Sabre Sale of Tech Firm Airpas Aviation Gives Opening to Private Equity
Skift Take
Sabre quietly sold Airpas Aviation, a software provider and consultancy company, to Ventiga Capital Partners, a private equity firm, earlier this year.
Ventiga, the new backer of Airpas, said on Tuesday it had merged the company with FuelPlus Group, which offers software for airlines to administer jet fuel usage — the largest cost center for most carriers. The private equity firm plans to support additional acquisitions. Its goal is to build a travel tech group focused on airline cost management via cloud-based software.
Sabre, a travel technology company based in Southlake, Texas, had acquired Airpas Aviation in April 2016 for $9 million. It touted the subsidiary’s skill at helping airlines manage route profitability and manage costs through software. It has run the subsidiary under its airline solutions business segment.
Sabre hadn’t made a public statement about the sale, and it didn’t mention it during recent financial filings. But a spokesperson confirmed the company has divested Airpas Aviation without revealing transaction details.
The acquisition of Airpas Aviation happened under the watch of Sabre’s previous CEO Tom Klein. Since then, Sabre appointed Sean Menke CEO, and Menke has led a streamlining of the company’s portfolio.
“Both companies [Airpas Aviation and FuelPlus Group] are profitable,” said Michael Charalambous, vice president of commercial operations at FuelPlus Group. “They’ve had very strong results over the last 18 months, even during Covid, mainly because most airlines are looking to control costs. For instance, FuelPlus brought in Spirit, Royal Brunei, and Hong Kong Express as customers in the past 12 months.”
Airpas Aviation offers cost management for airport, ground handling, and airport navigation charges.
Ventiga, a UK-based private equity firm, recently acquired FuelPlus, which had been independently owned for six years after being spun out from Lufthansa Group.
FuelPlus Group serves 70 airlines across 21 groups as customers, including British Airways and Lufthansa Group. It claimed to manage 28 percent of jet fuel consumption by commercial passenger airlines worldwide. FuelPlus CEO Klaus-Peter Warnk will lead the merged group.
The combined entity has its headquarters in Brunswick (Braunschweig), Germany.
Airline Cost Management Tech Rollup
Ventiga has invested in travel tech before. In 2017, it acquired Infare Solutions, which is a Danish-based provider of airfare data and analysis software.
At first glance, Ventiga’s purchase of FuelPlus and Airpas Aviation isn’t an obvious move. What do jet fuel and airport flight charges have in common?
“The thesis behind the merger is that airlines need to rationalize and digitize their costs in a more sophisticated way,” Charalambous said. “It’s crazy that an airline will pay $100 million-plus for an aircraft but might still have manual paper-based systems to collect invoices to manage costs for it. It’s just outrageous.”

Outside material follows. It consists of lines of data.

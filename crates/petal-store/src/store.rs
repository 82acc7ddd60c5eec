use crate::schema::{FOLD_CASE_FN, SCHEMA};
use indexmap::IndexMap;
use rusqlite::functions::FunctionFlags;
use rusqlite::{params, Connection, OptionalExtension};
use serde::{Deserialize, Serialize};
use std::io::{Read, Write};
use std::path::Path;
use tracing::debug;

/// Text shown for a flower that has no care entry.
pub const NO_INFO: &str = "No info.";

#[derive(Debug, thiserror::Error)]
pub enum StoreError {
    #[error("{0}")]
    Validation(#[from] ValidationError),
    #[error("care guide storage failed: {0}")]
    Persistence(#[from] rusqlite::Error),
    #[error("failed to encode care guide json: {0}")]
    Json(serde_json::Error),
}

#[derive(Debug, Clone, Copy, PartialEq, Eq, thiserror::Error)]
pub enum ValidationError {
    #[error("flower name must not be empty")]
    EmptyName,
    #[error("care text must not be empty")]
    EmptyCare,
}

#[derive(Debug, Clone, PartialEq, Eq, Serialize, Deserialize)]
pub struct CareEntry {
    pub name: String,
    pub care: String,
}

/// Durable flower name to care text mapping backed by a single SQLite table.
///
/// Names keep their original casing on disk; lookups and searches compare
/// case-folded names.
pub struct CareGuideStore {
    conn: Connection,
}

impl CareGuideStore {
    pub fn open(path: &Path) -> Result<CareGuideStore, StoreError> {
        let conn = Connection::open(path)?;
        debug!(path = %path.display(), "opened care guide");
        CareGuideStore::from_connection(conn)
    }

    pub fn open_in_memory() -> Result<CareGuideStore, StoreError> {
        CareGuideStore::from_connection(Connection::open_in_memory()?)
    }

    fn from_connection(conn: Connection) -> Result<CareGuideStore, StoreError> {
        register_fold_case(&conn)?;
        conn.execute_batch(SCHEMA)?;
        Ok(CareGuideStore { conn })
    }

    /// Seeds `defaults` without touching rows that already exist, so a user's
    /// edit of a built-in flower survives every restart. Returns how many rows
    /// were newly inserted. Nothing is written unless every pair is valid.
    pub fn initialize(&mut self, defaults: &IndexMap<String, String>) -> Result<usize, StoreError> {
        let mut validated = Vec::with_capacity(defaults.len());
        for (name, care) in defaults {
            validated.push((validate(name, care)?, care.as_str()));
        }

        let tx = self.conn.transaction()?;
        let mut seeded = 0;
        {
            let mut stmt = tx.prepare("INSERT OR IGNORE INTO flowers (name, care) VALUES (?1, ?2)")?;
            for (name, care) in &validated {
                seeded += stmt.execute(params![name, care])?;
            }
        }
        tx.commit()?;
        debug!(seeded, total = defaults.len(), "seeded care guide defaults");
        Ok(seeded)
    }

    /// Case-insensitive exact match. `Ok(None)` means the flower is unknown.
    pub fn lookup(&self, name: &str) -> Result<Option<String>, StoreError> {
        let name = name.trim();
        if name.is_empty() {
            return Ok(None);
        }
        let care = self
            .conn
            .query_row(
                "SELECT care FROM flowers \
                 WHERE fold_case(name) = ?1 \
                 ORDER BY name = ?2 DESC, rowid \
                 LIMIT 1",
                params![fold(name), name],
                |row| row.get::<_, Option<String>>(0),
            )
            .optional()?;
        Ok(care.flatten())
    }

    /// Inserts a new entry or replaces the entry stored under exactly `name`.
    pub fn upsert(&self, name: &str, care: &str) -> Result<(), StoreError> {
        let name = validate(name, care)?;
        self.conn.execute(
            "INSERT OR REPLACE INTO flowers (name, care) VALUES (?1, ?2)",
            params![name, care],
        )?;
        debug!(name, "stored care entry");
        Ok(())
    }

    /// Names containing `query`, compared case-insensitively. A blank query
    /// matches nothing.
    pub fn search(&self, query: &str) -> Result<Vec<String>, StoreError> {
        let query = query.trim();
        if query.is_empty() {
            return Ok(Vec::new());
        }
        let mut stmt = self.conn.prepare(
            "SELECT name FROM flowers \
             WHERE instr(fold_case(name), ?1) > 0 \
             ORDER BY fold_case(name), name",
        )?;
        let rows = stmt.query_map([fold(query)], |row| row.get::<_, String>(0))?;
        let mut results = Vec::new();
        for row in rows {
            results.push(row?);
        }
        Ok(results)
    }

    pub fn list(&self) -> Result<Vec<CareEntry>, StoreError> {
        let mut stmt = self.conn.prepare(
            "SELECT name, care FROM flowers \
             WHERE care IS NOT NULL \
             ORDER BY fold_case(name), name",
        )?;
        let rows = stmt.query_map([], |row| {
            Ok(CareEntry {
                name: row.get(0)?,
                care: row.get(1)?,
            })
        })?;
        let mut results = Vec::new();
        for row in rows {
            results.push(row?);
        }
        Ok(results)
    }

    pub fn count(&self) -> Result<usize, StoreError> {
        let count: i64 = self
            .conn
            .query_row("SELECT COUNT(*) FROM flowers", [], |row| row.get(0))?;
        Ok(count as usize)
    }

    pub fn export_json(&self, writer: impl Write) -> Result<(), StoreError> {
        let entries = self.list()?;
        serde_json::to_writer_pretty(writer, &entries).map_err(StoreError::Json)?;
        Ok(())
    }

    /// Upserts every entry of a JSON array in one transaction. Nothing is
    /// written unless every entry passes validation.
    pub fn import_json(&mut self, reader: impl Read) -> Result<usize, StoreError> {
        let entries: Vec<CareEntry> = serde_json::from_reader(reader).map_err(StoreError::Json)?;
        let mut validated = Vec::with_capacity(entries.len());
        for entry in &entries {
            validated.push((validate(&entry.name, &entry.care)?, entry.care.as_str()));
        }

        let tx = self.conn.transaction()?;
        {
            let mut stmt =
                tx.prepare("INSERT OR REPLACE INTO flowers (name, care) VALUES (?1, ?2)")?;
            for (name, care) in &validated {
                stmt.execute(params![name, care])?;
            }
        }
        tx.commit()?;
        debug!(imported = validated.len(), "imported care entries");
        Ok(validated.len())
    }

    pub fn close(self) -> Result<(), StoreError> {
        self.conn
            .close()
            .map_err(|(_, err)| StoreError::Persistence(err))
    }
}

fn register_fold_case(conn: &Connection) -> Result<(), StoreError> {
    conn.create_scalar_function(
        FOLD_CASE_FN,
        1,
        FunctionFlags::SQLITE_UTF8 | FunctionFlags::SQLITE_DETERMINISTIC,
        |ctx| {
            let value = ctx.get::<Option<String>>(0)?;
            Ok(value.map(|value| fold(&value)))
        },
    )?;
    Ok(())
}

fn fold(value: &str) -> String {
    value.to_lowercase()
}

fn validate<'a>(name: &'a str, care: &str) -> Result<&'a str, ValidationError> {
    let name = name.trim();
    if name.is_empty() {
        return Err(ValidationError::EmptyName);
    }
    if care.trim().is_empty() {
        return Err(ValidationError::EmptyCare);
    }
    Ok(name)
}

Even airlines with digital processes often run them in hosted systems or data centers. FuelPlus and Airpas can help airlines move their tools to the cloud, where it’s easier to get a faster and more complete picture of business intelligence, the companies said.
That said, the technology part doesn’t appear that groundbreaking. Many software vendors have developed similar tools across all types of businesses.
The more significant potential is sharing best practices in aviation on cost management when the aviation sector is struggling to recover from the pandemic.
Airlines Have a Cost Management Opportunity
No one airline does everything perfectly in managing all of its operational costs. Competencies differ across airlines — and across departments within airlines. The opportunity for aggregators like FuelPlus Group and Airpas is to bring the best practices together. Many carriers appear to need help finetuning their capabilities to identify where their costs are leaking and how to address them.
Ventiga appeared likely to acquire other businesses to bolt on to its new acquisitions. The typical airline needs a full-spectrum view of its flight data and its commercial invoice data and verify the data across each other and inform decisions. But right now, airlines commonly use separate systems to do this.
In short, there’s an opportunity for a unified cost management system used by an airline’s fuel team, its user charges team, its operations analysts, its procurement teams, and its C-suite executives. For example, an airline chief experience officer or chief commercial officer could have one view of cost trends and even break it down by route or flight.
FuelPlus and Airpas overlap on only two customers out of 103. So cross-selling is a short-term opportunity once they’ve built a unified system within a year or so. A growth area for the merged business will be helping airlines report and comply with global emissions reporting to various governmental authorities worldwide.
“Aviation companies are very margin sensitive,” Charalambous said. “But they’re strangely behind in adopting tech to protect those margins.”
“Today, it would be crazy for a corporation of any type and any size not to have one cloud-based platform or one place to manage all of its costs and customers. Yet many airlines are behind the ball in adopting what other sectors used to call ERP [enterprise resource planning] or CRM [customer relationship management] software. We expect a big airline push to catch up in the next five years.”
UPDATE: This story originally said Airpas Aviation helped airlines manage $76 billion a year in costs but that should have referred to the newly combined organization.